## Exercise prompt
Output only the lines below from the one containing "pub fn save_scene(store: &Store)" to the one containing "store.entity_record(owner).name.clone()", exactly as written, both ends kept.

++++++++++

/// Populate the store from an in-memory [`SceneFile`].
pub fn load_scene_data(store: &mut Store, file: &SceneFile) -> Result<Vec<EntityId>, SceneError> {
    let mut created = Vec::with_capacity(file.entities.len());
    let mut child_parent: Vec<(String, String)> = Vec::new();

    for scene_entity in &file.entities {
        let id = store.create_entity(&scene_entity.name);
        created.push(id);

        let st = &scene_entity.transform;
        let rotation = Quat::from_euler(
            EulerRot::XYZ,
            st.rotate.x * DEG2RAD,
            st.rotate.y * DEG2RAD,
            st.rotate.z * DEG2RAD,
        );
        store
            .component_mut::<Transform>(id)
            .expect("create_entity attaches a transform")
            .local = Mat4::from_scale_rotation_translation(st.scale, rotation, st.translate);

        if let Some(parent) = &st.parent {
            child_parent.push((scene_entity.name.clone(), parent.clone()));
        }

        if let Some(scene_mesh) = &scene_entity.mesh {
            let mesh = store.create_component::<Mesh>(id);
            mesh.geometry = scene_mesh.geometry;
            mesh.material = scene_mesh.material;
        }

        if let Some(scene_collider) = &scene_entity.collider {
            let collider = store.create_component::<Collider>(id);
            match *scene_collider {
                SceneCollider::Box { center, halfwidth } => {
                    collider.shape = ColliderShape::Box;
                    collider.local_center = center;
                    collider.local_halfwidth = halfwidth;
                }
                SceneCollider::Ray {
                    direction,
                    max_distance,
                } => {
                    collider.shape = ColliderShape::Ray;
                    collider.direction = direction;
                    collider.max_distance = max_distance;
                }
            }
        }

        if let Some(scene_light) = &scene_entity.light {
            store.create_component::<Light>(id).color = scene_light.color;
        }

        if !scene_entity.tags.is_empty() {
            store.create_component::<Tag>(id).tags = scene_entity.tags.clone();
        }

        if let Some(scene_rotator) = &scene_entity.rotator {
            let rotator = store.create_component::<Rotator>(id);
            rotator.speed = scene_rotator.speed;
            rotator.axis = scene_rotator.axis;
        }

        if let Some(scene_platform) = &scene_entity.platform {
            let platform = store.create_component::<MovingPlatform>(id);
            platform.speed = scene_platform.speed;
            platform.dir = scene_platform.dir;
            platform.period = scene_platform.period;
        }

        if let Some(scene_text) = &scene_entity.gui_text {
            let text = store.create_component::<GuiText>(id);
            text.text = scene_text.text.clone();
            text.font_face = scene_text.font_face.clone();
            text.font_size = scene_text.font_size;
            text.color = scene_text.color;
            text.anchor = scene_text.anchor;
            text.offset = scene_text.offset;
        }
    }

    // Second pass: every entity exists now, so parent names can resolve
    // regardless of declaration order.
    for (child, parent) in &child_parent {
        let parent_id = store.entity(parent).ok_or_else(|| SceneError::UnknownParent {
            child: child.clone(),
            parent: parent.clone(),
        })?;
        let parent_slot = store
            .component_slot::<Transform>(parent_id)
            .expect("every entity has a transform");
        let child_id = store.entity(child).expect("child was created above");
        store
            .component_mut::<Transform>(child_id)
            .expect("every entity has a transform")
            .parent = Some(parent_slot);
    }

    reject_parent_cycles(store)?;

    info!("scene loaded: {} entities", created.len());
    Ok(created)
}

/// Walk each transform's parent chain with a step budget of the array
/// length; exceeding it means the chain loops.
fn reject_parent_cycles(store: &Store) -> Result<(), SceneError> {
    let transforms = store.all_components::<Transform>();
    for transform in transforms {
        let mut cursor = transform.parent;
        let mut steps = 0usize;
        while let Some(parent_slot) = cursor {
            steps += 1;
            if steps > transforms.len() {
                let name = store.entity_record(transform.owner).name.clone();
                return Err(SceneError::ParentCycle(name));
            }
            cursor = transforms[parent_slot].parent;
        }
    }
    Ok(())
}

// ── Save ─────────────────────────────────────────────────────────────────

/// Mirror of the loader: walk the registry and emit the same schema.
pub fn save_scene(store: &Store) -> SceneFile {
    let mut entities = Vec::with_capacity(store.entities().len());

    for (index, record) in store.entities().iter().enumerate() {
        let id = EntityId(index);
        let tf = store
            .component::<Transform>(id)
            .expect("every entity has a transform");
        let (scale, rotation, translate) = tf.local.to_scale_rotation_translation();
        let (rx, ry, rz) = rotation.to_euler(EulerRot::XYZ);
        let parent = tf.parent.map(|slot| {
            let owner = store.component_in_array::<Transform>(slot).owner;
            store.entity_record(owner).name.clone()
        });

        let collider = store.component::<Collider>(id).map(|c| match c.shape {
            ColliderShape::Box => SceneCollider::Box {
                center: c.local_center,
                halfwidth: c.local_halfwidth,
            },
            ColliderShape::Ray => SceneCollider::Ray {
                direction: c.direction,
                max_distance: c.max_distance,
            },
        });

        entities.push(SceneEntity {
            name: record.name.clone(),
            transform: SceneTransform {
                translate,
                rotate: Vec3::new(rx, ry, rz) * RAD2DEG,
                scale,
                parent,
            },
            mesh: store.component::<Mesh>(id).map(|m| SceneMesh {
                geometry: m.geometry,
                material: m.material,
            }),
            collider,
            light: store.component::<Light>(id).map(|l| SceneLight { color: l.color }),
            tags: store
                .component::<Tag>(id)
                .map(|t| t.tags.clone())
                .unwrap_or_default(),
            rotator: store.component::<Rotator>(id).map(|r| SceneRotator {
                speed: r.speed,
                axis: r.axis,
            }),
            platform: store.component::<MovingPlatform>(id).map(|p| ScenePlatform {
                speed: p.speed,
                dir: p.dir,
                period: p.period,
            }),
            gui_text: store.component::<GuiText>(id).map(|t| SceneGuiText {
                text: t.text.clone(),
                font_face: t.font_face.clone(),
                font_size: t.font_size,
                color: t.color,
                anchor: t.anchor,
                offset: t.offset,
            }),
        });
    }

    SceneFile { entities }
}

/// [`save_scene`] serialized to pretty JSON.
pub fn save_scene_string(store: &Store) -> Result<String, SceneError> {
    Ok(serde_json::to_string_pretty(&save_scene(store))?)
}

/// [`save_scene`] written to a file on disk.
pub fn save_scene_file(store: &Store, path: impl AsRef<Path>) -> Result<(), SceneError> {
    std::fs::write(path, save_scene_string(store)?)?;
    Ok(())
}

#[cfg(test)]
mod tests {
    use super::*;

    const WHITEBOX: &str = r#"{
        "entities": [
            { "name": "floor",
              "transform": { "translate": [0, -0.5, 0], "scale": [20, 1, 20] },
              "collider": { "type": "box", "center": [0, 0, 0], "halfwidth": [0.5, 0.5, 0.5] },
              "tags": ["ground", "static"] },
            { "name": "beacon",
              "transform": { "translate": [0, 3, 0], "parent": "floor" },
              "light": { "color": [1, 0.9, 0.7] },
              "rotator": { "speed": 2.0, "axis": [0, 1, 0] } },
            { "name": "probe",
              "transform": { "translate": [0, 2, 5] },
              "collider": { "type": "ray", "direction": [0, 0, -1], "max_distance": 50 } }
        ]
    }"#;

    #[test]
    fn loads_components_from_json() {
        let mut store = Store::new();
        let ids = load_scene(&mut store, WHITEBOX).unwrap();
        assert_eq!(ids.len(), 3);

        let floor = store.entity("floor").unwrap();
        let collider = store.component::<Collider>(floor).unwrap();
        assert_eq!(collider.shape, ColliderShape::Box);
        assert_eq!(collider.local_halfwidth, Vec3::splat(0.5));
        assert!(store.component::<Tag>(floor).unwrap().has_tag("static"));

        let probe = store.entity("probe").unwrap();
        let ray = store.component::<Collider>(probe).unwrap();
        assert_eq!(ray.shape, ColliderShape::Ray);
        assert_eq!(ray.max_distance, 50.0);

        let beacon = store.entity("beacon").unwrap();
        assert!(store.component::<Light>(beacon).is_some());
        assert_eq!(store.component::<Rotator>(beacon).unwrap().speed, 2.0);
    }

    #[test]
    fn parent_links_resolve_to_world_positions() {
        let mut store = Store::new();
        load_scene(&mut store, WHITEBOX).unwrap();

        let beacon = store.entity("beacon").unwrap();
        let transforms = store.all_components::<Transform>();
        let world = store
            .component::<Transform>(beacon)
            .unwrap()
            .world_matrix(transforms);
        // floor at y = -0.5, beacon local +3 → world y = 2.5.
        assert!((world.w_axis.y - 2.5).abs() < 1e-5);
    }

    #[test]
    fn scale_defaults_to_one() {
        let mut store = Store::new();
        load_scene(
            &mut store,
            r#"{ "entities": [ { "name": "n", "transform": { "translate": [1, 2, 3] } } ] }"#,
        )
        .unwrap();
        let n = store.entity("n").unwrap();
        let (scale, _, translate) = store
            .component::<Transform>(n)
            .unwrap()
            .local
            .to_scale_rotation_translation();
        assert_eq!(scale, Vec3::ONE);
        assert_eq!(translate, Vec3::new(1.0, 2.0, 3.0));
    }

    #[test]
    fn unknown_parent_is_an_error() {
        let mut store = Store::new();
        let err = load_scene(
            &mut store,
            r#"{ "entities": [
                { "name": "orphan", "transform": { "translate": [0,0,0], "parent": "nobody" } }
            ] }"#,
        )
        .unwrap_err();
        assert!(matches!(err, SceneError::UnknownParent { .. }));
    }

    #[test]
    fn parent_cycle_is_rejected() {
        let mut store = Store::new();
        let err = load_scene(
            &mut store,
            r#"{ "entities": [
                { "name": "a", "transform": { "translate": [0,0,0], "parent": "b" } },
                { "name": "b", "transform": { "translate": [0,0,0], "parent": "a" } }
            ] }"#,
        )
        .unwrap_err();
        assert!(matches!(err, SceneError::ParentCycle(_)));
    }

    #[test]
    fn save_round_trips_through_load() {
        let mut store = Store::new();
        load_scene(&mut store, WHITEBOX).unwrap();
        let json = save_scene_string(&store).unwrap();

        let mut reloaded = Store::new();
        load_scene(&mut reloaded, &json).unwrap();

        assert_eq!(store.entities().len(), reloaded.entities().len());
        for record in store.entities() {
            let original = store.entity(&record.name).unwrap();
            let copy = reloaded.entity(&record.name).unwrap();

            let a = store.component::<Transform>(original).unwrap();
            let b = reloaded.component::<Transform>(copy).unwrap();
            assert!((a.local.w_axis - b.local.w_axis).length() < 1e-4);
            assert_eq!(a.parent.is_some(), b.parent.is_some());

            match (
                store.component::<Collider>(original),
                reloaded.component::<Collider>(copy),
            ) {
                (Some(ca), Some(cb)) => {
                    assert_eq!(ca.shape, cb.shape);
                    assert_eq!(ca.max_distance, cb.max_distance);
                }
                (None, None) => {}
                _ => panic!("collider presence diverged for \"{}\"", record.name),
            }
        }
    }

    #[test]
    fn malformed_json_reports_cleanly() {
        let mut store = Store::new();
        let err = load_scene(&mut store, "{ not json").unwrap_err();
        assert!(matches!(err, SceneError::Json(_)));
        assert!(err.to_string().contains("malformed scene JSON"));
    }
}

++++++++++

## Response
pub fn save_scene(store: &Store) -> SceneFile {
    let mut entities = Vec::with_capacity(store.entities().len());

    for (index, record) in store.entities().iter().enumerate() {
        let id = EntityId(index);
        let tf = store
            .component::<Transform>(id)
            .expect("every entity has a transform");
        let (scale, rotation, translate) = tf.local.to_scale_rotation_translation();
        let (rx, ry, rz) = rotation.to_euler(EulerRot::XYZ);
        let parent = tf.parent.map(|slot| {
            let owner = store.component_in_array::<Transform>(slot).owner;
            store.entity_record(owner).name.clone()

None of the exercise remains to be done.